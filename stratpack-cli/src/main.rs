//! stratpack CLI
//!
//! Downloads the community stratagem icon archive, rasterizes every icon at
//! the requested size, and writes the `stratagems.json` manifest consumed by
//! companion apps.

use std::path::PathBuf;

use clap::Parser;

use stratpack_core::{DEFAULT_ICON_SIZE, MAX_ICON_SIZE, MIN_ICON_SIZE};

mod error;
mod generate;

use error::CliError;

/// Default source for the icon archive.
const REPO_ZIP_URL: &str =
    "https://github.com/nvigneux/Helldivers-2-Stratagems-icons-svg/archive/refs/heads/master.zip";

#[derive(Parser)]
#[command(name = "stratpack")]
#[command(about = "Generate rasterized stratagem icons and a stratagems.json manifest", long_about = None)]
struct Cli {
    /// Icon size in pixels
    #[arg(short, long, default_value_t = DEFAULT_ICON_SIZE, value_parser = parse_icon_size)]
    size: u32,

    /// Output directory (fully regenerated on every run)
    #[arg(short, long, default_value = "output")]
    out: PathBuf,

    /// Input-sequence table (JSON mapping stratagem name to direction tokens)
    #[arg(long, default_value = "sequences.json")]
    sequences: PathBuf,

    /// Icon archive URL
    #[arg(long, default_value = REPO_ZIP_URL)]
    url: String,

    /// Keep the extraction directory for inspection
    #[arg(long)]
    keep_temp: bool,

    /// Only show warnings and errors (suppress normal output)
    #[arg(short, long)]
    quiet: bool,

    /// Enable verbose/debug logging
    #[arg(short, long)]
    verbose: bool,
}

fn parse_icon_size(value: &str) -> Result<u32, String> {
    let size: u32 = value
        .parse()
        .map_err(|_| format!("invalid size: {value}"))?;
    if (MIN_ICON_SIZE..=MAX_ICON_SIZE).contains(&size) {
        Ok(size)
    } else {
        Err(format!(
            "size must be between {MIN_ICON_SIZE} and {MAX_ICON_SIZE}"
        ))
    }
}

fn init_logger(quiet: bool, verbose: bool) {
    let default_level = if quiet {
        "warn"
    } else if verbose {
        "debug"
    } else {
        "info"
    };
    env_logger::Builder::from_env(env_logger::Env::default().default_filter_or(default_level))
        .format_timestamp(None)
        .format_target(false)
        .init();
}

fn main() {
    let cli = Cli::parse();
    init_logger(cli.quiet, cli.verbose);

    if let Err(e) = generate::run_generate(&cli) {
        log::error!("{e}");
        std::process::exit(1);
    }
}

* _WHAT IS NEEDED_: Wherever the word "String" appears in a line of the data, copy that line.

* _OUTPUT FOR THIS TASK_:
    url: String,
fn parse_icon_size(value: &str) -> Result<u32, String> {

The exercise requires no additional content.